2007-07-03 Thread Kel Modderman
Hi Loye,

On Wed, 13 Jun 2007 10:18:06 am Loye Young wrote:
 Package: wpasupplicant
 Version: 0.5.7
 /usr/share/doc/wpasupplicant/README.modes.gz advises (waaay down at the
 bottom) to set permissions to 0600 for both /etc/network/interfaces and
 /etc/wpa_supplicant/wpa_supplicant.conf.

Does the emphasis on waaay indicate you want it moved somewhere else?
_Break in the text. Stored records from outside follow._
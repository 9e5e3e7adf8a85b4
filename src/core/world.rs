/// World state — nouns, relations, and the random source rule bodies draw from.
use rand::rngs::StdRng;
use rand::seq::SliceRandom;
use rand::{RngCore, SeedableRng};
use thiserror::Error;

use crate::core::registry::NounRegistry;
use crate::core::relations::RelationStore;
use crate::schema::event::StoryEvent;
use crate::schema::noun::{Noun, NounId, Value};

#[derive(Debug, Error)]
pub enum WorldError {
    #[error("unknown noun \"{0}\"")]
    NounNotFound(String),
    #[error("no noun with id {0:?}")]
    UnknownNoun(NounId),
    #[error("duplicate noun name \"{0}\"")]
    DuplicateNoun(String),
    #[error("invalid event arity: {0}")]
    InvalidArity(usize),
    #[error("choice from an empty list")]
    EmptyChoice,
}

/// The mutable state of a story world.
///
/// Rule guards read it through `&World`; rule bodies and the
/// initialization routine mutate it through `&mut World`.
pub struct World {
    nouns: NounRegistry,
    relations: RelationStore,
    rng: Box<dyn RngCore>,
}

impl World {
    pub fn new(nouns: Vec<Noun>, seed: u64) -> Result<Self, WorldError> {
        Self::with_rng(nouns, Box::new(StdRng::seed_from_u64(seed)))
    }

    /// Build a world drawing its random choices from `rng`.
    pub fn with_rng(nouns: Vec<Noun>, rng: Box<dyn RngCore>) -> Result<Self, WorldError> {
        Ok(Self {
            nouns: NounRegistry::new(nouns)?,
            relations: RelationStore::new(),
            rng,
        })
    }

    pub fn nouns(&self) -> &NounRegistry {
        &self.nouns
    }

    pub fn relations(&self) -> &RelationStore {
        &self.relations
    }

    // --- noun queries ---

    /// Look up a noun id by name.
    pub fn noun(&self, name: &str) -> Result<NounId, WorldError> {
        self.nouns.lookup(name)
    }

    pub fn get(&self, id: NounId) -> Result<&Noun, WorldError> {
        self.nouns.get(id)
    }

    pub fn name(&self, id: NounId) -> Result<&str, WorldError> {
        self.nouns.name(id)
    }

    pub fn by_tag(&self, tag: &str) -> Vec<NounId> {
        self.nouns.by_tag(tag)
    }

    pub fn by_property(&self, key: &str, value: &Value) -> Vec<NounId> {
        self.nouns.by_property(key, value)
    }

    pub fn property(&self, id: NounId, key: &str) -> Option<&Value> {
        self.nouns.get(id).ok()?.properties.get(key)
    }

    /// Property value compared against `value` with strict equality.
    /// A missing property never matches.
    pub fn property_is(&self, id: NounId, key: &str, value: impl Into<Value>) -> bool {
        self.property(id, key) == Some(&value.into())
    }

    pub fn set_property(
        &mut self,
        id: NounId,
        key: &str,
        value: impl Into<Value>,
    ) -> Result<(), WorldError> {
        self.nouns
            .get_mut(id)?
            .properties
            .insert(key.to_string(), value.into());
        Ok(())
    }

    // --- relations ---

    /// Both endpoints of an edge must name registered nouns.
    fn check_pair(&self, a: NounId, b: NounId) -> Result<(), WorldError> {
        self.nouns.get(a)?;
        self.nouns.get(b)?;
        Ok(())
    }

    pub fn relate(&mut self, rel: &str, a: NounId, b: NounId) -> Result<(), WorldError> {
        self.check_pair(a, b)?;
        self.relations.relate(rel, a, b);
        Ok(())
    }

    pub fn unrelate(&mut self, rel: &str, a: NounId, b: NounId) -> Result<(), WorldError> {
        self.check_pair(a, b)?;
        self.relations.unrelate(rel, a, b);
        Ok(())
    }

    pub fn reciprocal(&mut self, rel: &str, a: NounId, b: NounId) -> Result<(), WorldError> {
        self.check_pair(a, b)?;
        self.relations.reciprocal(rel, a, b);
        Ok(())
    }

    pub fn unreciprocal(&mut self, rel: &str, a: NounId, b: NounId) -> Result<(), WorldError> {
        self.check_pair(a, b)?;
        self.relations.unreciprocal(rel, a, b);
        Ok(())
    }

    pub fn is_related(&self, rel: &str, a: NounId, b: NounId) -> bool {
        self.relations.is_related(rel, a, b)
    }

    /// Every noun tagged `tag` that `a` relates to by `rel`, in registry order.
    pub fn all_related_by_tag(&self, rel: &str, a: NounId, tag: &str) -> Vec<NounId> {
        self.nouns
            .by_tag(tag)
            .into_iter()
            .filter(|&b| self.relations.is_related(rel, a, b))
            .collect()
    }

    /// The first match of `all_related_by_tag`, if any.
    pub fn related_by_tag(&self, rel: &str, a: NounId, tag: &str) -> Option<NounId> {
        self.nouns
            .by_tag(tag)
            .into_iter()
            .find(|&b| self.relations.is_related(rel, a, b))
    }

    /// Remove every `a -rel-> b` edge where `b` is tagged `tag`.
    pub fn unrelate_by_tag(&mut self, rel: &str, a: NounId, tag: &str) {
        for b in self.all_related_by_tag(rel, a, tag) {
            self.relations.unrelate(rel, a, b);
        }
    }

    /// Remove both directions for every `b` tagged `tag` that `a` relates to.
    pub fn unreciprocal_by_tag(&mut self, rel: &str, a: NounId, tag: &str) {
        for b in self.all_related_by_tag(rel, a, tag) {
            self.relations.unreciprocal(rel, a, b);
        }
    }

    // --- randomness ---

    /// Pick one alternative uniformly at random.
    pub fn choice<'a, T>(&mut self, items: &'a [T]) -> Result<&'a T, WorldError> {
        items.choose(&mut *self.rng).ok_or(WorldError::EmptyChoice)
    }

    /// Serialize an event against this world's noun names.
    pub fn dump(&self, event: &StoryEvent) -> Result<Vec<String>, WorldError> {
        self.nouns.dump(event)
    }
}

impl std::fmt::Debug for World {
    fn fmt(&self, f: &mut std::fmt::Formatter<'_>) -> std::fmt::Result {
        f.debug_struct("World")
            .field("nouns", &self.nouns)
            .field("relations", &self.relations)
            .finish_non_exhaustive()
    }
}

#[cfg(test)]
mod tests {
    use super::*;
    use rand::rngs::mock::StepRng;

    fn make_world() -> World {
        World::new(
            vec![
                Noun::new("kitchen").tag("room"),
                Noun::new("living room").tag("room"),
                Noun::new("study").tag("room"),
                Noun::new("Max").tag("person").property("has_drink", false),
                Noun::new("coffee").tag("drink"),
            ],
            7,
        )
        .unwrap()
    }

    #[test]
    fn related_by_tag_in_registry_order() {
        let mut world = make_world();
        let kitchen = world.noun("kitchen").unwrap();
        let living = world.noun("living room").unwrap();
        let study = world.noun("study").unwrap();
        world.reciprocal("connects to", kitchen, study).unwrap();
        world.reciprocal("connects to", kitchen, living).unwrap();

        assert_eq!(
            world.all_related_by_tag("connects to", kitchen, "room"),
            vec![living, study]
        );
        assert_eq!(
            world.related_by_tag("connects to", kitchen, "room"),
            Some(living)
        );
        assert_eq!(world.related_by_tag("connects to", study, "drink"), None);
    }

    #[test]
    fn unrelate_by_tag_removes_only_tagged_edges() {
        let mut world = make_world();
        let coffee = world.noun("coffee").unwrap();
        let kitchen = world.noun("kitchen").unwrap();
        let study = world.noun("study").unwrap();
        let max = world.noun("Max").unwrap();
        world.relate("currently in", coffee, kitchen).unwrap();
        world.relate("currently in", coffee, study).unwrap();
        world.relate("currently in", coffee, max).unwrap();

        world.unrelate_by_tag("currently in", coffee, "room");
        assert!(world.all_related_by_tag("currently in", coffee, "room").is_empty());
        assert!(world.is_related("currently in", coffee, max));
    }

    #[test]
    fn unreciprocal_by_tag_removes_both_directions() {
        let mut world = make_world();
        let kitchen = world.noun("kitchen").unwrap();
        let living = world.noun("living room").unwrap();
        let study = world.noun("study").unwrap();
        world.reciprocal("connects to", kitchen, living).unwrap();
        world.reciprocal("connects to", kitchen, study).unwrap();

        world.unreciprocal_by_tag("connects to", kitchen, "room");
        assert!(world.relations().is_empty());
    }

    #[test]
    fn properties_mutate_in_place() {
        let mut world = make_world();
        let max = world.noun("Max").unwrap();
        assert!(world.property_is(max, "has_drink", false));
        world.set_property(max, "has_drink", true).unwrap();
        assert!(world.property_is(max, "has_drink", true));
        assert_eq!(world.by_property("has_drink", &Value::Bool(true)), vec![max]);
        assert!(!world.property_is(max, "missing", true));
    }

    #[test]
    fn relations_reject_unregistered_nouns() {
        let mut world = make_world();
        let max = world.noun("Max").unwrap();
        let ghost = NounId(99);

        assert!(matches!(
            world.relate("currently in", max, ghost),
            Err(WorldError::UnknownNoun(NounId(99)))
        ));
        assert!(matches!(
            world.reciprocal("connects to", ghost, max),
            Err(WorldError::UnknownNoun(NounId(99)))
        ));
        assert!(world.unrelate("currently in", ghost, max).is_err());
        assert!(world.unreciprocal("connects to", max, ghost).is_err());
        assert!(!world.is_related("currently in", max, ghost));
        assert!(world.relations().is_empty());
    }

    #[test]
    fn choice_with_deterministic_source() {
        let nouns = vec![Noun::new("a")];
        let mut world = World::with_rng(nouns, Box::new(StepRng::new(0, 0))).unwrap();
        let items = ["first", "second", "third"];
        assert_eq!(*world.choice(&items).unwrap(), "first");
        assert_eq!(*world.choice(&items).unwrap(), "first");
    }

    #[test]
    fn choice_from_empty_list_fails() {
        let mut world = make_world();
        let empty: [NounId; 0] = [];
        assert!(matches!(world.choice(&empty), Err(WorldError::EmptyChoice)));
    }

    #[test]
    fn same_seed_same_choices() {
        let items: Vec<u32> = (0..50).collect();
        let mut w1 = make_world();
        let mut w2 = make_world();
        for _ in 0..20 {
            assert_eq!(w1.choice(&items).unwrap(), w2.choice(&items).unwrap());
        }
    }
}
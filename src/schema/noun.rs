use rustc_hash::FxHashSet;
use serde::{Deserialize, Serialize};
use std::collections::BTreeMap;
use std::fmt;

/// Newtype wrapper for noun IDs: the noun's position in its registry.
#[derive(Debug, Clone, Copy, PartialEq, Eq, PartialOrd, Ord, Hash, Serialize, Deserialize)]
pub struct NounId(pub usize);

/// A dynamic value that can be stored in noun properties.
///
/// Equality is strict: `Int(1)` and `Float(1.0)` are different values.
#[derive(Debug, Clone, PartialEq, Serialize, Deserialize)]
pub enum Value {
    String(String),
    Float(f64),
    Int(i64),
    Bool(bool),
}

impl fmt::Display for Value {
    fn fmt(&self, f: &mut fmt::Formatter<'_>) -> fmt::Result {
        match self {
            Self::String(s) => f.write_str(s),
            Self::Float(x) => write!(f, "{}", x),
            Self::Int(n) => write!(f, "{}", n),
            Self::Bool(b) => write!(f, "{}", b),
        }
    }
}

impl From<&str> for Value {
    fn from(s: &str) -> Self {
        Self::String(s.to_string())
    }
}

impl From<String> for Value {
    fn from(s: String) -> Self {
        Self::String(s)
    }
}

impl From<bool> for Value {
    fn from(b: bool) -> Self {
        Self::Bool(b)
    }
}

impl From<i64> for Value {
    fn from(n: i64) -> Self {
        Self::Int(n)
    }
}

impl From<f64> for Value {
    fn from(x: f64) -> Self {
        Self::Float(x)
    }
}

/// A noun is anything that can take part in a story event:
/// a person, a place, an object.
///
/// The engine does not interpret tag semantics; tags are only used
/// for rule pattern matching and tag-scoped relation queries.
#[derive(Debug, Clone, Serialize, Deserialize)]
pub struct Noun {
    pub name: String,
    #[serde(default)]
    pub tags: FxHashSet<String>,
    #[serde(default)]
    pub properties: BTreeMap<String, Value>,
}

impl Noun {
    pub fn new(name: impl Into<String>) -> Self {
        Self {
            name: name.into(),
            tags: FxHashSet::default(),
            properties: BTreeMap::new(),
        }
    }

    pub fn tag(mut self, tag: impl Into<String>) -> Self {
        self.tags.insert(tag.into());
        self
    }

    pub fn property(mut self, key: impl Into<String>, value: impl Into<Value>) -> Self {
        self.properties.insert(key.into(), value.into());
        self
    }

    /// Returns true if this noun has the given tag.
    pub fn has_tag(&self, tag: &str) -> bool {
        self.tags.contains(tag)
    }

    /// Returns true if this noun matches a rule pattern.
    pub fn matches(&self, pattern: &Pattern) -> bool {
        match pattern {
            Pattern::Name(name) => self.name == *name,
            Pattern::Tag(tag) => self.has_tag(tag),
        }
    }
}

/// One slot of an action's match list.
#[derive(Debug, Clone, PartialEq, Eq, Hash, Serialize, Deserialize)]
pub enum Pattern {
    /// Matches the single noun with exactly this name.
    Name(String),
    /// Matches every noun carrying this tag.
    Tag(String),
}

impl Pattern {
    /// `"#person"` is a tag reference, anything else is an exact name.
    pub fn parse(input: &str) -> Pattern {
        match input.strip_prefix('#') {
            Some(tag) => Pattern::Tag(tag.to_string()),
            None => Pattern::Name(input.to_string()),
        }
    }
}

impl From<&str> for Pattern {
    fn from(input: &str) -> Self {
        Pattern::parse(input)
    }
}
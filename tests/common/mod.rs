/// The rooms-and-objects story: two people wander between rooms, pick up
/// drinks in the kitchen, and settle down to work in the study.
use narrative_world::{Action, BodyResult, Narrative, NarrativeBuilder, NounId, StoryEvent, World};

pub const NOUNS: &str = "story_data/rooms_and_objects/nouns.ron";
pub const DISCOURSE: &str = "story_data/rooms_and_objects/discourse.ron";

fn located(w: &World, id: NounId) -> Option<NounId> {
    w.related_by_tag("currently in", id, "room")
}

fn in_room(w: &World, id: NounId, room: &str) -> bool {
    w.noun(room)
        .map(|room| w.is_related("currently in", id, room))
        .unwrap_or(false)
}

pub fn actions() -> Vec<Action> {
    vec![
        Action::binary(
            "#person",
            "#drink",
            |w, a, b| {
                let here = located(w, a);
                here.is_some() && here == located(w, b) && w.property_is(a, "has_drink", false)
            },
            |w, a, b| {
                let events = vec![StoryEvent::binary("take", a, b)];
                w.unrelate_by_tag("currently in", b, "room");
                w.set_property(a, "has_drink", true)?;
                Ok(events)
            },
        )
        .named("take"),
        Action::unary(
            "#person",
            |w, a| !(in_room(w, a, "study") && w.property_is(a, "has_drink", true)),
            |w, a| {
                let Some(current) = located(w, a) else {
                    return Ok(vec![]);
                };
                let dests = w.all_related_by_tag("connects to", current, "room");
                let dest = *w.choice(&dests)?;
                w.unrelate("currently in", a, current)?;
                w.relate("currently in", a, dest)?;
                Ok(vec![StoryEvent::binary("moveTo", a, dest)])
            },
        )
        .named("move"),
        Action::binary(
            "#person",
            "#person",
            |w, a, b| located(w, a) == located(w, b),
            |_, a, b| Ok(vec![StoryEvent::binary("chatsWith", a, b)]),
        )
        .named("talk"),
        Action::unary(
            "#person",
            |w, a| in_room(w, a, "study") && w.property_is(a, "has_drink", true),
            |_, a| Ok(vec![StoryEvent::unary("isWorking", a)]),
        )
        .named("work"),
        Action::unary(
            "#person",
            |w, a| in_room(w, a, "living room"),
            |_, a| Ok(vec![StoryEvent::unary("playGames", a)]),
        )
        .named("play video games"),
    ]
}

pub fn initialize(w: &mut World) -> BodyResult {
    let kitchen = w.noun("kitchen")?;
    let living = w.noun("living room")?;
    let study = w.noun("study")?;
    w.reciprocal("connects to", kitchen, living)?;
    w.reciprocal("connects to", kitchen, study)?;

    let mut events = Vec::new();
    for (who, room) in [
        ("Max", living),
        ("Rory", study),
        ("coffee", kitchen),
        ("tea", kitchen),
    ] {
        let who = w.noun(who)?;
        w.relate("currently in", who, room)?;
        events.push(StoryEvent::binary("in", who, room));
    }
    Ok(events)
}

pub fn rooms_builder(seed: u64) -> NarrativeBuilder {
    Narrative::builder()
        .nouns_ron_file(NOUNS)
        .discourse_ron_file(DISCOURSE)
        .with_actions(actions())
        .initialize(initialize)
        .seed(seed)
}
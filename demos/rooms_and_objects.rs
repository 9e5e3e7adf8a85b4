/// Rooms and Objects — two people, three rooms, two drinks.
///
/// Max and Rory wander between the living room, the kitchen, and the
/// study. Each picks up a drink when they find one, and once both are
/// settled in the study with a drink the story converges.
///
/// Run with: cargo run --example rooms_and_objects [seed]
/// Set RUST_LOG=narrative_world=debug to watch the scheduler.

use narrative_world::{Action, Narrative, NounId, StoryEvent, World};
use tracing_subscriber::{fmt, prelude::*, EnvFilter};

fn located(w: &World, id: NounId) -> Option<NounId> {
    w.related_by_tag("currently in", id, "room")
}

fn in_room(w: &World, id: NounId, room: &str) -> bool {
    w.noun(room)
        .map(|room| w.is_related("currently in", id, room))
        .unwrap_or(false)
}

fn main() {
    tracing_subscriber::registry()
        .with(fmt::layer())
        .with(EnvFilter::from_default_env())
        .init();

    let seed = std::env::args()
        .nth(1)
        .and_then(|s| s.parse().ok())
        .unwrap_or(2026);

    let mut narrative = Narrative::builder()
        .seed(seed)
        .nouns_ron_file("story_data/rooms_and_objects/nouns.ron")
        .discourse_ron_file("story_data/rooms_and_objects/discourse.ron")
        .initialize(|w| {
            let kitchen = w.noun("kitchen")?;
            let living = w.noun("living room")?;
            let study = w.noun("study")?;
            w.reciprocal("connects to", kitchen, living)?;
            w.reciprocal("connects to", kitchen, study)?;

            let mut events = Vec::new();
            for (who, room) in [
                ("Max", living),
                ("Rory", study),
                ("coffee", kitchen),
                ("tea", kitchen),
            ] {
                let who = w.noun(who)?;
                w.relate("currently in", who, room)?;
                events.push(StoryEvent::binary("in", who, room));
            }
            Ok(events)
        })
        // --- take: pick up a drink found in the same room ---
        .action(
            Action::binary(
                "#person",
                "#drink",
                |w, a, b| {
                    let here = located(w, a);
                    here.is_some()
                        && here == located(w, b)
                        && w.property_is(a, "has_drink", false)
                },
                |w, a, b| {
                    w.unrelate_by_tag("currently in", b, "room");
                    w.set_property(a, "has_drink", true)?;
                    Ok(vec![StoryEvent::binary("take", a, b)])
                },
            )
            .named("take"),
        )
        // --- move: wander, unless settled in the study with a drink ---
        .action(
            Action::unary(
                "#person",
                |w, a| !(in_room(w, a, "study") && w.property_is(a, "has_drink", true)),
                |w, a| {
                    let Some(current) = located(w, a) else {
                        return Ok(vec![]);
                    };
                    let dests = w.all_related_by_tag("connects to", current, "room");
                    let dest = *w.choice(&dests)?;
                    w.unrelate("currently in", a, current)?;
                    w.relate("currently in", a, dest)?;
                    Ok(vec![StoryEvent::binary("moveTo", a, dest)])
                },
            )
            .named("move"),
        )
        .action(
            Action::binary(
                "#person",
                "#person",
                |w, a, b| located(w, a) == located(w, b),
                |_, a, b| Ok(vec![StoryEvent::binary("chatsWith", a, b)]),
            )
            .named("talk"),
        )
        .action(
            Action::unary(
                "#person",
                |w, a| in_room(w, a, "study") && w.property_is(a, "has_drink", true),
                |_, a| Ok(vec![StoryEvent::unary("isWorking", a)]),
            )
            .named("work"),
        )
        .action(
            Action::unary(
                "#person",
                |w, a| in_room(w, a, "living room"),
                |_, a| Ok(vec![StoryEvent::unary("playGames", a)]),
            )
            .named("play video games"),
        )
        .build()
        .expect("Failed to build narrative");

    println!("========================================");
    println!("   ROOMS AND OBJECTS (seed {})", seed);
    println!("========================================");
    println!();

    for _ in 0..100 {
        let lines = narrative
            .step_and_render()
            .expect("Failed to step narrative");
        if lines.is_empty() {
            break;
        }
        for line in lines {
            println!("{}", line);
        }
    }
}
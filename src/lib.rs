//! Narrative World — a rule-driven discrete-event story simulator.
//!
//! A fixed cast of tagged, property-bearing nouns is linked by directed
//! named relations. Authored actions match nouns by name or tag, fire when
//! their guards hold, mutate the world, and emit story events. Stepping
//! repeats until the world converges, and each event can be rendered to
//! prose through a discourse grammar.

pub mod core;
pub mod schema;

pub use crate::core::action::{Action, ActionEngine, BodyResult};
pub use crate::core::narrative::{Convergence, Narrative, NarrativeBuilder, NarrativeError, Phase};
pub use crate::core::world::{World, WorldError};
pub use crate::schema::event::{StoryEvent, END_VERB};
pub use crate::schema::noun::{Noun, NounId, Pattern, Value};
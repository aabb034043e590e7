//! HTTP surface: one generic set of CRUD handlers mounted per resource.

mod crud;
mod error;
mod router;

#[cfg(test)]
mod tests;

pub use crud::crud_routes;
pub use error::{ApiError, Envelope, ErrorBody, Status};
pub use router::{MakeRequestUuidV7, RouterBuilder};
//! Query translation from crudlayer filter expressions to MongoDB query syntax.
//!
//! String operators become case-insensitive `$regex` matches over the escaped literal
//! value, array membership becomes `$in`.

use bson::{Bson, Document, doc};

use crudlayer_core::{
    error::StoreError,
    query::{Expr, FieldOp, QueryVisitor},
};

/// Translates crudlayer filter expressions into MongoDB query documents.
pub(crate) struct MongoQueryTranslator;

impl MongoQueryTranslator {
    /// Renders `expr` as a query document.
    pub fn translate(expr: &Expr) -> Result<Document, StoreError> {
        MongoQueryTranslator.visit_expr(expr)
    }
}

/// Case-insensitive `$regex` condition. Callers escape literal text with [`regex::escape`].
fn regex_condition(pattern: String) -> Document {
    doc! { "$regex": pattern, "$options": "i" }
}

impl QueryVisitor for MongoQueryTranslator {
    type Output = Document;
    type Error = StoreError;

    fn visit_and(&mut self, exprs: &[Expr]) -> Result<Self::Output, Self::Error> {
        if exprs.is_empty() {
            return Ok(doc! {});
        }

        Ok(doc! {
            "$and": exprs
                .iter()
                .map(|expr| self.visit_expr(expr))
                .collect::<Result<Vec<_>, _>>()?,
        })
    }

    fn visit_or(&mut self, exprs: &[Expr]) -> Result<Self::Output, Self::Error> {
        if exprs.is_empty() {
            // $or rejects an empty list; this matches nothing instead.
            return Ok(doc! { "$nor": [{}] });
        }

        Ok(doc! {
            "$or": exprs
                .iter()
                .map(|expr| self.visit_expr(expr))
                .collect::<Result<Vec<_>, _>>()?,
        })
    }

    fn visit_field(
        &mut self,
        field: &str,
        op: &FieldOp,
        value: &Bson,
    ) -> Result<Self::Output, Self::Error> {
        let requires_string = |name: &str| {
            StoreError::Backend(format!("{name} operator requires a string value"))
        };

        Ok(doc! {
            field: match op {
                FieldOp::Eq => doc! { "$eq": value },
                FieldOp::Contains => match value {
                    Bson::String(s) => regex_condition(regex::escape(s)),
                    _ => return Err(requires_string("Contains")),
                },
                FieldOp::StartsWith => match value {
                    Bson::String(s) => regex_condition(format!("^{}", regex::escape(s))),
                    _ => return Err(requires_string("StartsWith")),
                },
                FieldOp::EndsWith => match value {
                    Bson::String(s) => regex_condition(format!("{}$", regex::escape(s))),
                    _ => return Err(requires_string("EndsWith")),
                },
                FieldOp::AnyOf => match value {
                    Bson::Array(_) => doc! { "$in": value },
                    _ => return Err(StoreError::Backend(
                        "AnyOf operator requires an array value".to_string(),
                    )),
                },
            }
        })
    }
}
 /usr/share/doc/wpasupplicant/examples/README.wpa_supplicant.conf.gz advises
 that by setting GROUP=wheel, non-root users can use the control interface,
 but wpa_supplicant can run as root. However, if wpa_supplicant.conf is
 0600, only root can read the file and client apps fail because they cannot
 read configuration file.

 Would it make sense to:
 chmod root:wheel wpa_supplicant.conf
 chmod 0660 wpa_supplicant.conf
 by default?

We'd have to provide the generic group wheel too. I think that is not going 
to happen.

README.modes suggests perms of 0600 because it describes use cases where 
wpa_supplicant is started as system daemon (by root) only.

Thanks, Kel.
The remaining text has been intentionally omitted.